To capture this resolving power a high bitrate sensor is needed. In an interview of Peter Karbe (can be found on youtube under Leica’s videos), he states this as “you will need a camera like Leica Monochrom (CCD) so that everything in the loop is ‘complete.'” Please note that he did not mention Leica M240 cameras with CMOS sensors, he explicitly states a CCD based sensor, Leica Monochrom.
Why ? The answer is simple. The bitrate difference. The difference is so substantial that if one were to choose 12 bits over 14 bits, most of the advantages gained from using a high-quality lens like Leica Summicron 50mm f/1.4 APO ASPH with all the ‘super’ resolving power would be lost.
What does this mean for the end user?
We all want to believe that by buying the latest technology we are investing in better quality.

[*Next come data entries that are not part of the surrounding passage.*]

use std::collections::BTreeSet;
use std::sync::Arc;

use serde::Deserialize;
use serde::Serialize;
use tracing::Instrument;

use super::key::ContentHash;
use super::key::ContextResolver;
use super::key::context_key;
use super::key::result_key;
use super::storage::CacheStore;
use crate::context::CacheMetadata;
use crate::response::QueryResult;

/// What is stored under a result key.
#[derive(Serialize, Deserialize)]
struct CachedResult {
    result: QueryResult,
    metadata: CacheMetadata,
}

/// Reads and writes results using the two-tier key scheme.
#[derive(Clone)]
pub(crate) struct TieredCache {
    store: Arc<dyn CacheStore>,
}

impl TieredCache {
    pub(crate) fn new(store: Arc<dyn CacheStore>) -> Self {
        Self { store }
    }

    /// Find a result cached for `hash` under the current values of the
    /// contexts it varied by last time.
    pub(crate) async fn get(
        &self,
        hash: &ContentHash,
        resolver: &dyn ContextResolver,
    ) -> Option<QueryResult> {
        async {
            let Some(value) = self.store.get(&context_key(hash)).await else {
                tracing::trace!("cache miss: no cache contexts");
                return None;
            };
            let contexts: BTreeSet<String> = match serde_json_bytes::from_value(value) {
                Ok(contexts) => contexts,
                Err(error) => {
                    tracing::debug!(%error, "could not read cached contexts");
                    return None;
                }
            };

            let key = result_key(hash, &contexts, resolver);
            let Some(value) = self.store.get(&key).await else {
                tracing::trace!(%key, "cache miss");
                return None;
            };
            match serde_json_bytes::from_value::<CachedResult>(value) {
                Ok(CachedResult {
                    mut result,
                    metadata,
                }) => {
                    tracing::trace!(%key, "cache hit");
                    result.metadata = metadata;
                    Some(result)
                }
                Err(error) => {
                    tracing::debug!(%key, %error, "could not read cached result");
                    None
                }
            }
        }
        .instrument(tracing::trace_span!("cache_lookup", hash = %hash))
        .await
    }

    /// Store a cacheable result.
    ///
    /// The contexts are written under the content hash and the result under the
    /// key derived from those same contexts. Results with a max-age of zero are
    /// never stored.
    pub(crate) async fn insert(
        &self,
        hash: &ContentHash,
        resolver: &dyn ContextResolver,
        result: &QueryResult,
    ) {
        let metadata = &result.metadata;
        if !metadata.is_cacheable() {
            return;
        }
        let ttl = metadata.max_age.ttl();
        let tags: Vec<String> = metadata.tags.iter().cloned().collect();
        let key = result_key(hash, &metadata.contexts, resolver);

        let entry = CachedResult {
            result: result.clone(),
            metadata: metadata.clone(),
        };
        let (contexts, entry) = match (
            serde_json_bytes::to_value(&metadata.contexts),
            serde_json_bytes::to_value(&entry),
        ) {
            (Ok(contexts), Ok(entry)) => (contexts, entry),
            (Err(error), _) | (_, Err(error)) => {
                tracing::warn!(%error, "could not serialize result for caching");
                return;
            }
        };

        tracing::debug!(%key, ?ttl, "caching result");
        self.store
            .set(context_key(hash), contexts, ttl, tags.clone())
            .await;
        self.store.set(key, entry, ttl, tags).await;
    }
}

#[cfg(test)]
mod tests {
    use std::num::NonZeroUsize;

    use serde_json_bytes::json;

    use super::*;
    use crate::cache::InMemoryCacheStore;
    use crate::cache::StaticContextResolver;
    use crate::context::MaxAge;

    fn hash() -> ContentHash {
        let document = crate::spec::parse("{ me { id } }", &Default::default()).unwrap();
        ContentHash::new(&document, &Default::default())
    }

    fn result(contexts: &[&str], max_age: MaxAge) -> QueryResult {
        QueryResult::builder()
            .data(json!({"me": {"id": "1"}}))
            .metadata(
                CacheMetadata::builder()
                    .contexts(
                        contexts
                            .iter()
                            .map(|c| c.to_string())
                            .collect::<BTreeSet<_>>(),
                    )
                    .tag("graphql_response")
                    .max_age(max_age)
                    .build(),
            )
            .build()
    }

    fn cache() -> (InMemoryCacheStore, TieredCache) {
        let store = InMemoryCacheStore::new(NonZeroUsize::new(10).unwrap());
        let cache = TieredCache::new(Arc::new(store.clone()));
        (store, cache)
    }

    #[tokio::test]
    async fn round_trip() {
        let (store, cache) = cache();
        let resolver = StaticContextResolver::new([("user.roles", "admin")]);
        let hash = hash();
        assert_eq!(cache.get(&hash, &resolver).await, None);

        let stored = result(&["user.roles"], MaxAge::Seconds(60));
        cache.insert(&hash, &resolver, &stored).await;
        assert_eq!(store.len(), 2);
        assert!(store.contains_key(&format!("ctx:{hash}")));
        assert!(store.contains_key(&format!("res:{hash}:[user.roles]=admin")));
        assert_eq!(cache.get(&hash, &resolver).await, Some(stored));
    }

    #[tokio::test]
    async fn empty_contexts_still_hit() {
        let (store, cache) = cache();
        let resolver = StaticContextResolver::default();
        let hash = hash();
        let stored = result(&[], MaxAge::Unbounded);
        cache.insert(&hash, &resolver, &stored).await;
        assert!(store.contains_key(&format!("res:{hash}")));
        assert_eq!(cache.get(&hash, &resolver).await, Some(stored));
    }

    #[tokio::test]
    async fn uncacheable_results_are_not_stored() {
        let (store, cache) = cache();
        let resolver = StaticContextResolver::default();
        cache
            .insert(&hash(), &resolver, &result(&[], MaxAge::UNCACHEABLE))
            .await;
        assert!(store.is_empty());
    }

    #[tokio::test]
    async fn other_context_values_miss() {
        let (_, cache) = cache();
        let hash = hash();
        let admin = StaticContextResolver::new([("user.roles", "admin")]);
        let anonymous = StaticContextResolver::new([("user.roles", "anonymous")]);
        cache
            .insert(&hash, &admin, &result(&["user.roles"], MaxAge::Unbounded))
            .await;
        assert_eq!(cache.get(&hash, &anonymous).await, None);
        assert!(cache.get(&hash, &admin).await.is_some());
    }

    #[tokio::test]
    async fn undecodable_entries_are_misses() {
        let (store, cache) = cache();
        let resolver = StaticContextResolver::default();
        let hash = hash();
        store
            .set(context_key(&hash), json!("not a list"), None, vec![])
            .await;
        assert_eq!(cache.get(&hash, &resolver).await, None);

        store.set(context_key(&hash), json!([]), None, vec![]).await;
        store
            .set(format!("res:{hash}"), json!({"unexpected": true}), None, vec![])
            .await;
        assert_eq!(cache.get(&hash, &resolver).await, None);
    }
}
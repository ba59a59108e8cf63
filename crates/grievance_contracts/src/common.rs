#![forbid(unsafe_code)]

use thiserror::Error;

#[derive(Debug, Clone, PartialEq, Eq, Error)]
pub enum ContractViolation {
    #[error("{field}: {reason}")]
    InvalidValue {
        field: &'static str,
        reason: &'static str,
    },
    #[error("{field}: length {got} outside {min}..={max}")]
    InvalidLength {
        field: &'static str,
        min: usize,
        max: usize,
        got: usize,
    },
}

pub trait Validate {
    fn validate(&self) -> Result<(), ContractViolation>;
}

/// Length as the form counters report it: UTF-16 code units, so an emoji
/// outside the BMP counts as two.
pub fn char_len(value: &str) -> usize {
    value.encode_utf16().count()
}

pub(crate) fn validate_text(
    field: &'static str,
    value: &str,
    min: usize,
    max: usize,
) -> Result<(), ContractViolation> {
    if value.trim().is_empty() {
        return Err(ContractViolation::InvalidValue {
            field,
            reason: "must not be empty",
        });
    }
    let got = char_len(value);
    if got < min || got > max {
        return Err(ContractViolation::InvalidLength {
            field,
            min,
            max,
            got,
        });
    }
    Ok(())
}
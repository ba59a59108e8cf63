#![forbid(unsafe_code)]

use serde::Serialize;
use tracing::{info, warn};

#[derive(Debug, Clone, Copy, Default, PartialEq, Eq, Serialize)]
#[serde(rename_all = "snake_case")]
pub enum ToastVariant {
    #[default]
    Default,
    Destructive,
}

/// A user-facing notification. Titles are fixed strings per outcome.
#[derive(Debug, Clone, PartialEq, Eq, Serialize)]
pub struct Toast {
    pub title: String,
    pub description: String,
    pub variant: ToastVariant,
}

impl Toast {
    pub fn info(title: impl Into<String>, description: impl Into<String>) -> Self {
        Self {
            title: title.into(),
            description: description.into(),
            variant: ToastVariant::Default,
        }
    }

    pub fn destructive(title: impl Into<String>, description: impl Into<String>) -> Self {
        Self {
            title: title.into(),
            description: description.into(),
            variant: ToastVariant::Destructive,
        }
    }
}

pub mod titles {
    pub const SUBMITTED: &str = "Complaint Submitted Successfully";
    pub const VALIDATION_ERROR: &str = "Validation Error";
    pub const SUBMISSION_FAILED: &str = "Submission Failed";
    pub const FILE_TOO_LARGE: &str = "File too large";
    pub const STATUS_UPDATED: &str = "Status Updated";
    pub const UPDATE_FAILED: &str = "Update Failed";
    pub const CHANGES_SAVED: &str = "Changes Saved";
    pub const SAVE_FAILED: &str = "Save Failed";
    pub const LOGIN_SUCCESSFUL: &str = "Login Successful";
    pub const LOGIN_FAILED: &str = "Login Failed";
}

pub trait Notifier {
    fn notify(&mut self, toast: Toast);
}

/// Emits toasts as log events. Destructive toasts go out at `warn`.
#[derive(Debug, Clone, Copy, Default)]
pub struct TracingNotifier;

impl Notifier for TracingNotifier {
    fn notify(&mut self, toast: Toast) {
        match toast.variant {
            ToastVariant::Default => info!(title = %toast.title, "{}", toast.description),
            ToastVariant::Destructive => warn!(title = %toast.title, "{}", toast.description),
        }
    }
}

/// Keeps every toast in order. Used by tests and by the CLI to echo toasts.
#[derive(Debug, Clone, Default)]
pub struct RecordingNotifier {
    pub toasts: Vec<Toast>,
}

impl RecordingNotifier {
    pub fn new() -> Self {
        Self::default()
    }

    pub fn titles(&self) -> Vec<&str> {
        self.toasts.iter().map(|t| t.title.as_str()).collect()
    }

    pub fn last(&self) -> Option<&Toast> {
        self.toasts.last()
    }
}

impl Notifier for RecordingNotifier {
    fn notify(&mut self, toast: Toast) {
        self.toasts.push(toast);
    }
}

impl<N: Notifier + ?Sized> Notifier for &mut N {
    fn notify(&mut self, toast: Toast) {
        (**self).notify(toast);
    }
}
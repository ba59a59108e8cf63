#![forbid(unsafe_code)]

use grievance_contracts::common::char_len;
use grievance_contracts::complaint::Department;
use grievance_contracts::intake::{
    AttachmentCandidate, AttachmentRejectReason, ComplaintDraft, FieldError, FieldErrors,
    RejectedAttachment, ValidComplaint, ATTACHMENT_MAX_BYTES, ATTACHMENT_MAX_COUNT,
    DESCRIPTION_MAX_CHARS, DESCRIPTION_MIN_CHARS, TITLE_MAX_CHARS,
};
use tracing::debug;

/// Runs every field rule against `draft`. All failing fields are reported
/// together; each field reports only its first failing rule.
pub fn validate_draft(draft: &ComplaintDraft) -> Result<ValidComplaint, FieldErrors> {
    let mut errors = FieldErrors::new();

    if draft.title.trim().is_empty() {
        errors.push(FieldError::TitleRequired);
    } else if char_len(&draft.title) > TITLE_MAX_CHARS {
        errors.push(FieldError::TitleTooLong);
    }

    if draft.description.trim().is_empty() {
        errors.push(FieldError::DescriptionRequired);
    } else {
        let len = char_len(&draft.description);
        if len < DESCRIPTION_MIN_CHARS {
            errors.push(FieldError::DescriptionTooShort);
        } else if len > DESCRIPTION_MAX_CHARS {
            errors.push(FieldError::DescriptionTooLong);
        }
    }

    let department = if draft.department.trim().is_empty() {
        errors.push(FieldError::DepartmentRequired);
        None
    } else {
        let parsed = Department::parse(&draft.department);
        if parsed.is_none() {
            errors.push(FieldError::DepartmentUnknown);
        }
        parsed
    };

    if !draft.agree_terms {
        errors.push(FieldError::TermsNotAccepted);
    }

    let Some(department) = department.filter(|_| errors.is_empty()) else {
        debug!(failed_fields = errors.len(), "complaint draft rejected");
        return Err(errors);
    };

    let files: Vec<String> = draft
        .files
        .iter()
        .filter(|f| !f.trim().is_empty())
        .take(ATTACHMENT_MAX_COUNT)
        .cloned()
        .collect();

    let valid = ValidComplaint::v1(
        draft.title.clone(),
        draft.description.clone(),
        department,
        draft.priority,
        files,
        draft.contact_method,
        Some(draft.contact_value.clone()),
    )
    .expect("draft passing field rules must satisfy ValidComplaint contract");
    Ok(valid)
}

/// Result of offering one batch of files to an [`AttachmentSet`].
#[derive(Debug, Clone, Default, PartialEq, Eq)]
pub struct AttachmentBatchOutcome {
    pub accepted: Vec<String>,
    pub rejected: Vec<RejectedAttachment>,
    pub dropped_over_cap: Vec<String>,
}

/// Filenames picked for a submission. Oversize files are rejected one by
/// one; the rest are appended and the list is cut at the cap, so files
/// already held win over later ones.
#[derive(Debug, Clone, Default, PartialEq, Eq)]
pub struct AttachmentSet {
    names: Vec<String>,
}

impl AttachmentSet {
    pub fn new() -> Self {
        Self::default()
    }

    pub fn add<I>(&mut self, candidates: I) -> AttachmentBatchOutcome
    where
        I: IntoIterator<Item = AttachmentCandidate>,
    {
        let mut out = AttachmentBatchOutcome::default();
        for c in candidates {
            let reason = if c.name.trim().is_empty() {
                Some(AttachmentRejectReason::EmptyName)
            } else if c.size_bytes > ATTACHMENT_MAX_BYTES {
                Some(AttachmentRejectReason::TooLarge)
            } else {
                None
            };
            if let Some(reason) = reason {
                out.rejected.push(RejectedAttachment {
                    name: c.name,
                    size_bytes: c.size_bytes,
                    reason,
                });
                continue;
            }
            if self.names.len() < ATTACHMENT_MAX_COUNT {
                self.names.push(c.name.clone());
                out.accepted.push(c.name);
            } else {
                out.dropped_over_cap.push(c.name);
            }
        }
        out
    }

    pub fn remove(&mut self, index: usize) -> Option<String> {
        if index < self.names.len() {
            Some(self.names.remove(index))
        } else {
            None
        }
    }

    pub fn names(&self) -> &[String] {
        &self.names
    }

    pub fn len(&self) -> usize {
        self.names.len()
    }

    pub fn is_empty(&self) -> bool {
        self.names.is_empty()
    }

    pub fn into_names(self) -> Vec<String> {
        self.names
    }
}
#![forbid(unsafe_code)]

use std::fs;

use chrono::{DateTime, Duration, TimeZone, Utc};
use grievance_contracts::complaint::{
    ComplaintId, ComplaintRecord, ComplaintStatus, ContactMethod, Department, Priority,
};
use grievance_contracts::intake::ValidComplaint;
use grievance_storage::repo::ComplaintRepo;
use grievance_storage::store::{ComplaintStore, StorageError};
use grievance_storage::surface::{FileSurface, MemorySurface, RecordSurface};

fn t0() -> DateTime<Utc> {
    Utc.with_ymd_and_hms(2026, 4, 12, 8, 15, 0).unwrap()
}

fn complaint(title: &str) -> ValidComplaint {
    ValidComplaint::v1(
        title.to_string(),
        "The shuttle from the north gate has not shown up on three mornings this week."
            .to_string(),
        Department::Transportation,
        Priority::High,
        vec!["timetable.pdf".to_string()],
        Some(ContactMethod::Email),
        Some("student@example.edu".to_string()),
    )
    .unwrap()
}

fn record(id: &str, title: &str) -> ComplaintRecord {
    ComplaintRecord::v1(ComplaintId::new(id).unwrap(), complaint(title), t0()).unwrap()
}

#[test]
fn at_store_db_01_rows_survive_reopen_of_file_surface() {
    let dir = tempfile::tempdir().unwrap();
    let mut store = ComplaintStore::open(FileSurface::in_dir(dir.path())).unwrap();
    store
        .insert_complaint_row(record("SHUTTLE1", "Shuttle missing"))
        .unwrap();
    store
        .insert_complaint_row(record("SHUTTLE2", "Shuttle late"))
        .unwrap();

    let reopened = ComplaintStore::open(FileSurface::in_dir(dir.path())).unwrap();
    let ids: Vec<&str> = reopened
        .complaint_rows()
        .iter()
        .map(|r| r.id.as_str())
        .collect();
    assert_eq!(ids, vec!["SHUTTLE1", "SHUTTLE2"]);
    assert_eq!(reopened.complaint_rows()[0], store.complaint_rows()[0]);
}

#[test]
fn at_store_db_02_persisted_layout_is_a_plain_array_of_records() {
    let dir = tempfile::tempdir().unwrap();
    let surface = FileSurface::in_dir(dir.path());
    let path = surface.path().to_path_buf();
    let mut store = ComplaintStore::open(surface).unwrap();
    store
        .insert_complaint_row(record("LAYOUT01", "Layout"))
        .unwrap();

    let raw = fs::read_to_string(path).unwrap();
    let json: serde_json::Value = serde_json::from_str(&raw).unwrap();
    let rows = json.as_array().unwrap();
    assert_eq!(rows.len(), 1);
    assert_eq!(rows[0]["id"], "LAYOUT01");
    assert_eq!(rows[0]["status"], "submitted");
    assert_eq!(rows[0]["department"], "Transportation");
    assert_eq!(rows[0]["files"][0], "timetable.pdf");
    assert_eq!(rows[0]["contactMethod"], "email");
    assert_eq!(rows[0]["createdAt"], rows[0]["updatedAt"]);
}

#[test]
fn at_store_db_03_duplicate_insert_is_rejected_without_write() {
    let mut store = ComplaintStore::open(MemorySurface::new()).unwrap();
    store
        .insert_complaint_row(record("SAMEID01", "First"))
        .unwrap();
    let before = store.surface().bytes().map(|b| b.to_vec());

    let err = store
        .insert_complaint_row(record("SAMEID01", "Second"))
        .unwrap_err();
    assert!(matches!(
        err,
        StorageError::DuplicateKey {
            table: "complaints",
            ..
        }
    ));
    assert_eq!(store.complaint_rows().len(), 1);
    assert_eq!(store.complaint_rows()[0].title, "First");
    assert_eq!(store.surface().bytes().map(|b| b.to_vec()), before);
}

#[test]
fn at_store_db_04_update_persists_and_returns_new_row() {
    let mut store = ComplaintStore::open(MemorySurface::new()).unwrap();
    store
        .insert_complaint_row(record("UPDATE01", "Update me"))
        .unwrap();
    let id = ComplaintId::new("UPDATE01").unwrap();
    let later = t0() + Duration::hours(3);

    let updated = store
        .update_complaint_row(&id, |r| {
            r.status = ComplaintStatus::InProgress;
            r.touch(later);
        })
        .unwrap();
    assert_eq!(updated.status, ComplaintStatus::InProgress);
    assert_eq!(updated.updated_at, later);

    let bytes = store.surface().load().unwrap().unwrap();
    let reread = ComplaintStore::open(MemorySurface::with_bytes(bytes)).unwrap();
    assert_eq!(reread.complaint_row(&id), Some(&updated));
}

#[test]
fn at_store_db_05_update_of_unknown_id_is_not_found() {
    let mut store = ComplaintStore::open(MemorySurface::new()).unwrap();
    let id = ComplaintId::new("MISSING1").unwrap();
    let err = store.update_complaint_row(&id, |_| {}).unwrap_err();
    assert!(matches!(err, StorageError::NotFound { .. }));
}

#[test]
fn at_store_db_06_failed_insert_keeps_prior_persisted_state() {
    let mut store = ComplaintStore::open(MemorySurface::new()).unwrap();
    store
        .insert_complaint_row(record("KEPT0001", "Kept"))
        .unwrap();
    let before = store.surface().bytes().map(|b| b.to_vec());

    store.surface_mut().set_fail_saves(true);
    let err = store
        .insert_complaint_row(record("LOST0001", "Lost"))
        .unwrap_err();
    assert!(matches!(err, StorageError::SurfaceUnavailable { .. }));
    assert_eq!(store.complaint_rows().len(), 1);
    assert_eq!(store.surface().bytes().map(|b| b.to_vec()), before);

    store.refresh_complaint_rows().unwrap();
    assert_eq!(store.complaint_rows().len(), 1);
}

#[test]
fn at_store_db_07_invalid_json_surfaces_codec_error() {
    let err = ComplaintStore::open(MemorySurface::with_bytes(b"{not json".to_vec())).unwrap_err();
    assert!(matches!(err, StorageError::Json(_)));
}

#[test]
fn at_store_db_08_unwritable_location_fails_the_insert() {
    let dir = tempfile::tempdir().unwrap();
    let blocker = dir.path().join("blocker");
    fs::write(&blocker, b"not a directory").unwrap();

    let mut store = ComplaintStore::open(FileSurface::in_dir(blocker.join("data"))).unwrap();
    let err = store
        .insert_complaint_row(record("NOWRITE1", "No write"))
        .unwrap_err();
    assert!(matches!(err, StorageError::Io(_)));
    assert!(store.complaint_rows().is_empty());
}

#[test]
fn at_store_db_09_rows_below_current_length_rules_still_open() {
    let dir = tempfile::tempdir().unwrap();
    let surface = FileSurface::in_dir(dir.path());
    fs::write(
        surface.path(),
        r#"[{"id":"LEGACY01","title":"Tap","description":"leaking tap!","department":"Other",
            "priority":"low","status":"submitted","createdAt":"2026-04-01T08:00:00Z",
            "updatedAt":"2026-04-01T08:00:00Z","files":[],"agreeTerms":true}]"#,
    )
    .unwrap();

    let mut store = ComplaintStore::open(surface).unwrap();
    let id = ComplaintId::new("LEGACY01").unwrap();
    assert_eq!(store.complaint_row(&id).unwrap().description, "leaking tap!");

    let updated = store
        .update_complaint_row(&id, |r| {
            r.status = ComplaintStatus::InProgress;
            r.touch(t0());
        })
        .unwrap();
    assert_eq!(updated.status, ComplaintStatus::InProgress);
    assert_eq!(updated.description, "leaking tap!");

    let reopened = ComplaintStore::open(FileSurface::in_dir(dir.path())).unwrap();
    assert_eq!(reopened.complaint_row(&id), Some(&updated));
}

Imagine the cars of the 50s or 60s; they were built like tanks. Now, we have plastic bumpers, and we are made to believe that these cheaper to produce bumpers are safer than steel and chrome ones. If you go on the internet, you will find videos and explanations on why they are ‘better.’ This is what companies have to do to maximize profits; this is how the ‘newer’ technologies are introduced. We first have to believe their ‘story’ of why the ‘new’ one is better and why we must have it.
This is most true for cameras and lenses. Look at the solid build of older cameras. They function because they were made to last. If it were not for the digital ‘revolution,’ no camera manufacturer would have been able to ‘convince’ consumers that they need a new camera to stay profitable.
Today, we have all the technology to produce digital images and have software that renders them in any way we choose to convey the ‘feeling’ of the moment. We can even wipe out any blemishes on faces or vignette from corners. Yes, this is the modern times of photography.
As it happened with MP3 s where the ‘unnecessary’ sounds were eliminated to ‘compress’ the files to fit them in portable players, in a similar vein the trend in digital sensors appears to follow the same pay as we move into CMOS era. No longer will there be any bitrates mentioned in quotations. No, you will not see that. It is like food labeling. Sugar is no longer sugar. It is High Fructose Corn Syrup.
I don ‘t wish anyone to be somber about the future. We are moving in fast-changing times. Long gone are days of Aretha Franklin’s, Tina Turners and Charles Rays, today, we have Paris Hiltons and Kim Kardashians. Market demands this, and people get what they want.
Remember that everyone wants to be recognized for something, be important. Hence, over 6 million images are uploaded every day on Facebook alone. Even the best of photographers images will be lost in the ‘digital’ black hole of the internet.
As a wise and smart person, you probably will opt to stay true to principals like quality over quantity, principals over short-term gains and make a decision by your own conclusions rather than be swayed by marketing gimmicks.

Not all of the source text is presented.